*To do*: Every entry below must be transcribed exactly, with no line missing.

*Stored data entries*:
*** Block opens ***

use serde::{Deserialize, Serialize};

use crate::error::{Error, Result};

/// Configuration for the command result cache, fixed at construction.
#[derive(Debug, Clone, Serialize, Deserialize)]
#[serde(rename_all = "camelCase")]
pub struct CacheConfig {
    /// Upper bound on total cached entries across all sessions.
    #[serde(default = "default_max_entries")]
    pub max_entries: usize,
    /// Entry lifetime in seconds when `store` gives no override.
    #[serde(default = "default_ttl_secs")]
    pub default_ttl_secs: u64,
    /// When disabled, invalidation relies solely on command-triggered
    /// purges; page fingerprints are neither computed nor compared.
    #[serde(default = "default_true")]
    pub enable_page_state_tracking: bool,
}

fn default_max_entries() -> usize {
    1000
}

fn default_ttl_secs() -> u64 {
    300
}

fn default_true() -> bool {
    true
}

impl Default for CacheConfig {
    fn default() -> Self {
        Self {
            max_entries: default_max_entries(),
            default_ttl_secs: default_ttl_secs(),
            enable_page_state_tracking: default_true(),
        }
    }
}

impl CacheConfig {
    /// Reject configurations that can only come from a caller bug.
    /// Runs at construction time so misuse fails fast, not at first use.
    pub fn validate(&self) -> Result<()> {
        if self.max_entries == 0 {
            return Err(Error::Config(
                "maxEntries must be a positive integer".to_string(),
            ));
        }
        if self.default_ttl_secs == 0 {
            return Err(Error::Config(
                "defaultTtlSecs must be a positive number of seconds".to_string(),
            ));
        }
        Ok(())
    }
}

*** Block closes ***

*Response*:
use serde::{Deserialize, Serialize};

use crate::error::{Error, Result};

/// Configuration for the command result cache, fixed at construction.
#[derive(Debug, Clone, Serialize, Deserialize)]
#[serde(rename_all = "camelCase")]
pub struct CacheConfig {
    /// Upper bound on total cached entries across all sessions.
    #[serde(default = "default_max_entries")]
    pub max_entries: usize,
    /// Entry lifetime in seconds when `store` gives no override.
    #[serde(default = "default_ttl_secs")]
    pub default_ttl_secs: u64,
    /// When disabled, invalidation relies solely on command-triggered
    /// purges; page fingerprints are neither computed nor compared.
    #[serde(default = "default_true")]
    pub enable_page_state_tracking: bool,
}

fn default_max_entries() -> usize {
    1000
}

fn default_ttl_secs() -> u64 {
    300
}

fn default_true() -> bool {
    true
}

impl Default for CacheConfig {
    fn default() -> Self {
        Self {
            max_entries: default_max_entries(),
            default_ttl_secs: default_ttl_secs(),
            enable_page_state_tracking: default_true(),
        }
    }
}

impl CacheConfig {
    /// Reject configurations that can only come from a caller bug.
    /// Runs at construction time so misuse fails fast, not at first use.
    pub fn validate(&self) -> Result<()> {
        if self.max_entries == 0 {
            return Err(Error::Config(
                "maxEntries must be a positive integer".to_string(),
            ));
        }
        if self.default_ttl_secs == 0 {
            return Err(Error::Config(
                "defaultTtlSecs must be a positive number of seconds".to_string(),
            ));
        }
        Ok(())
    }
}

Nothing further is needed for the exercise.